Terrorism Networking
"Since the day he was charged, Awso Peshdary has steadfastly maintained his innocence."
"We look forward to his trial, where we will have a full opportunity to challenge the allegations against him."
Solomon Friedman, defense lawyer
Pat McGrath / Postmedia News Awso Peshdary, the alleged Ottawa terrorist financier, being released on bail from the Ottawa Court House in 2010.
It cannot possibly be simple coincidence that this young man simply happened to have been an innocent bystander in three separate incidents of Islamist terrorist plans taking place in Canada with disparate principals with whom Awso Peshdary just happened to be familiar. In all three instances he was said to have acted as an enabler. In one investigation which the RCMP had characterized as Project Samosa, he was actually acquitted of all charges brought against him.

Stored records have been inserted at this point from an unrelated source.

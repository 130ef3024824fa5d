//! Globe geometry shared by craft and sites.

use std::f64::consts::{PI, TAU};

use rand::Rng;
use serde::{Deserialize, Serialize};

pub const EARTH_RADIUS_KM: f64 = 6_371.0;

/// 3D vector, used for unit-sphere math
#[derive(Debug, Clone, Copy, Default, Serialize, Deserialize, PartialEq)]
pub struct Vec3 {
    pub x: f64,
    pub y: f64,
    pub z: f64,
}

impl Vec3 {
    pub const ZERO: Self = Self { x: 0.0, y: 0.0, z: 0.0 };

    pub fn new(x: f64, y: f64, z: f64) -> Self {
        Self { x, y, z }
    }

    pub fn dot(&self, other: &Self) -> f64 {
        self.x * other.x + self.y * other.y + self.z * other.z
    }

    pub fn cross(&self, other: &Self) -> Self {
        Self {
            x: self.y * other.z - self.z * other.y,
            y: self.z * other.x - self.x * other.z,
            z: self.x * other.y - self.y * other.x,
        }
    }

    pub fn length(&self) -> f64 {
        self.dot(self).sqrt()
    }

    pub fn normalize(&self) -> Self {
        let len = self.length();
        if len > 0.0 {
            *self * (1.0 / len)
        } else {
            Self::ZERO
        }
    }
}

impl std::ops::Add for Vec3 {
    type Output = Self;
    fn add(self, other: Self) -> Self {
        Self {
            x: self.x + other.x,
            y: self.y + other.y,
            z: self.z + other.z,
        }
    }
}

impl std::ops::Sub for Vec3 {
    type Output = Self;
    fn sub(self, other: Self) -> Self {
        Self {
            x: self.x - other.x,
            y: self.y - other.y,
            z: self.z - other.z,
        }
    }
}

impl std::ops::Mul<f64> for Vec3 {
    type Output = Self;
    fn mul(self, scalar: f64) -> Self {
        Self {
            x: self.x * scalar,
            y: self.y * scalar,
            z: self.z * scalar,
        }
    }
}

/// Point on the globe, in radians
#[derive(Debug, Clone, Copy, Default, Serialize, Deserialize, PartialEq)]
pub struct GeoPosition {
    /// East-west, (-PI, PI]
    pub longitude: f64,
    /// North-south, [-PI/2, PI/2]
    pub latitude: f64,
}

impl GeoPosition {
    pub fn new(longitude: f64, latitude: f64) -> Self {
        Self {
            longitude: wrap_longitude(longitude),
            latitude: latitude.clamp(-PI / 2.0, PI / 2.0),
        }
    }

    pub fn from_degrees(longitude: f64, latitude: f64) -> Self {
        Self::new(longitude.to_radians(), latitude.to_radians())
    }

    pub fn to_unit(&self) -> Vec3 {
        let (sin_lat, cos_lat) = self.latitude.sin_cos();
        let (sin_lon, cos_lon) = self.longitude.sin_cos();
        Vec3::new(cos_lat * cos_lon, cos_lat * sin_lon, sin_lat)
    }

    pub fn from_unit(v: Vec3) -> Self {
        let v = v.normalize();
        Self::new(v.y.atan2(v.x), v.z.clamp(-1.0, 1.0).asin())
    }

    /// Central angle between two points, in radians
    pub fn angle_to(&self, other: &Self) -> f64 {
        let a = self.to_unit();
        let b = other.to_unit();
        a.cross(&b).length().atan2(a.dot(&b))
    }

    /// Great-circle distance
    pub fn distance_km(&self, other: &Self) -> f64 {
        self.angle_to(other) * EARTH_RADIUS_KM
    }

    /// Move up to `km` along the great circle toward `target`.
    /// Returns the new position and whether the target was reached.
    pub fn step_toward(&self, target: &Self, km: f64) -> (Self, bool) {
        let total = self.angle_to(target);
        let step = km.max(0.0) / EARTH_RADIUS_KM;
        if step >= total {
            return (*target, true);
        }

        let a = self.to_unit();
        let b = target.to_unit();
        let sin_total = total.sin();

        let moved = if sin_total.abs() < 1e-9 {
            // Antipodal: any great circle works, pick one through a pole
            let axis = if a.z.abs() < 0.9 {
                Vec3::new(0.0, 0.0, 1.0)
            } else {
                Vec3::new(1.0, 0.0, 0.0)
            };
            let perpendicular = a.cross(&axis).cross(&a).normalize();
            a * step.cos() + perpendicular * step.sin()
        } else {
            // Spherical interpolation
            let t = step / total;
            a * (((1.0 - t) * total).sin() / sin_total) + b * ((t * total).sin() / sin_total)
        };

        (Self::from_unit(moved), false)
    }

    /// The point `km` away along `bearing` (radians clockwise from north)
    pub fn destination(&self, bearing: f64, km: f64) -> Self {
        let delta = km / EARTH_RADIUS_KM;
        let (sin_lat, cos_lat) = self.latitude.sin_cos();
        let (sin_d, cos_d) = delta.sin_cos();

        let lat = (sin_lat * cos_d + cos_lat * sin_d * bearing.cos()).clamp(-1.0, 1.0).asin();
        let lon = self.longitude
            + (bearing.sin() * sin_d * cos_lat).atan2(cos_d - sin_lat * lat.sin());
        Self::new(lon, lat)
    }

    /// Uniformly random point within `radius_km`
    pub fn random_near(&self, rng: &mut impl Rng, radius_km: f64) -> Self {
        let bearing = rng.gen_range(0.0..TAU);
        let km = radius_km.max(0.0) * rng.gen::<f64>().sqrt();
        self.destination(bearing, km)
    }

    /// Uniformly random point on the whole globe
    pub fn random_on_globe(rng: &mut impl Rng) -> Self {
        let longitude = rng.gen_range(-PI..PI);
        let latitude = rng.gen_range(-1.0f64..1.0).asin();
        Self::new(longitude, latitude)
    }
}

fn wrap_longitude(longitude: f64) -> f64 {
    if !longitude.is_finite() {
        return 0.0;
    }
    let wrapped = (longitude + PI).rem_euclid(TAU) - PI;
    if wrapped <= -PI {
        PI
    } else {
        wrapped
    }
}

#[cfg(test)]
mod tests {
    use super::*;
    use rand::SeedableRng;
    use rand_chacha::ChaCha8Rng;

    #[test]
    fn test_vec3_operations() {
        let a = Vec3::new(1.0, 0.0, 0.0);
        let b = Vec3::new(0.0, 1.0, 0.0);

        assert_eq!(a.cross(&b), Vec3::new(0.0, 0.0, 1.0));
        assert_eq!(a.dot(&b), 0.0);
        assert_eq!((a + b - a) * 2.0, Vec3::new(0.0, 2.0, 0.0));
        assert!((Vec3::new(3.0, 4.0, 0.0).normalize().length() - 1.0).abs() < 1e-12);
    }

    #[test]
    fn test_distance_quarter_circumference() {
        let equator = GeoPosition::from_degrees(0.0, 0.0);
        let pole = GeoPosition::from_degrees(0.0, 90.0);
        let expected = EARTH_RADIUS_KM * PI / 2.0;
        assert!((equator.distance_km(&pole) - expected).abs() < 1e-6);
        assert_eq!(equator.distance_km(&equator), 0.0);
    }

    #[test]
    fn test_london_to_paris() {
        let london = GeoPosition::from_degrees(-0.1278, 51.5074);
        let paris = GeoPosition::from_degrees(2.3522, 48.8566);
        let km = london.distance_km(&paris);
        assert!((km - 343.5).abs() < 2.0, "got {km}");
    }

    #[test]
    fn test_step_toward_covers_exact_distance() {
        let from = GeoPosition::from_degrees(10.0, 10.0);
        let to = GeoPosition::from_degrees(40.0, -20.0);
        let total = from.distance_km(&to);

        let (mid, arrived) = from.step_toward(&to, total / 4.0);
        assert!(!arrived);
        assert!((from.distance_km(&mid) - total / 4.0).abs() < 1e-3);
        assert!((mid.distance_km(&to) - total * 0.75).abs() < 1e-3);

        let (end, arrived) = mid.step_toward(&to, total);
        assert!(arrived);
        assert_eq!(end, to);
    }

    #[test]
    fn test_step_toward_antipode() {
        let from = GeoPosition::from_degrees(0.0, 0.0);
        let to = GeoPosition::from_degrees(180.0, 0.0);
        let (next, arrived) = from.step_toward(&to, 1_000.0);
        assert!(!arrived);
        assert!((from.distance_km(&next) - 1_000.0).abs() < 1e-3);
    }

    #[test]
    fn test_random_near_stays_inside_radius() {
        let mut rng = ChaCha8Rng::seed_from_u64(7);
        let centre = GeoPosition::from_degrees(139.69, 35.68);
        for _ in 0..200 {
            let p = centre.random_near(&mut rng, 500.0);
            assert!(centre.distance_km(&p) <= 500.0 + 1e-6);
        }
    }

    #[test]
    fn test_longitude_wraps() {
        let p = GeoPosition::from_degrees(190.0, 0.0);
        assert!((p.longitude.to_degrees() + 170.0).abs() < 1e-9);
        let q = GeoPosition::from_degrees(-180.0, 0.0);
        assert!((q.longitude - PI).abs() < 1e-12);
    }
}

But of the two men with whom he was closely aligned in Ottawa in a plan to enlist and radicalize recruits to take part in a terrorist network which planned to conduct bombing raids in Canada as jihadi targets, Hiva Alizadeh, trained by the Taliban in Afghanistan who had sworn allegiance to Osama bin Laden was convicted as the ringleader and given a prison sentence of 24 years.
The second co-conspirator, an Ottawa Hospital technician, Misbahddin Ahmed, accused of being an accomplice in the plot to produce and set off bombs, was sentenced to twelve years' imprisonment. Awso Peshdary had been under surveillance for his suspected involvement in this terror network, but never convicted. The 26-year-old was circumstantially fortunate, but his luck just happened to run out when the Iraqi-Canadian was newly charged with recruitment, facilitating and financing a homegrown terror network.
These were surveillance cases in which wiretaps, surveillance and evidence received from the auspices of an undercover informant connected Peshdary and five men, each of whom have been convicted of terrorism offences, as well as another two men who left Canada to fight for the Islamic State abroad, in which he was also implicated. He now faces serious charges of terrorism in Canada.
The operation named by the RCMP Project Servant revealed the existence of a "terror cluster" in the capital city, with intersecting networks of conspirators sharing recruitment of jihadis and enabling their journeys abroad to join the Islamic State fighters in Syria and Iraq. Khadar Khalib and John Maguire, two radicalized friends of Peshdary already fighting among the extremists in Syria had terror charges laid against them, in absentia.
But it was Peshdary's association with Ashton Carleton Larmond, sentenced to 17 years, his brother Carlos Larmond, and their associate Suliman Mohamed, in project Slipstream, where each was sentenced to seven years in prison for their part in the conspiracy to commit terrorist acts in Canada, that produced sufficient evidence to place this man in prison, preparing to undergo trial and eventual justice.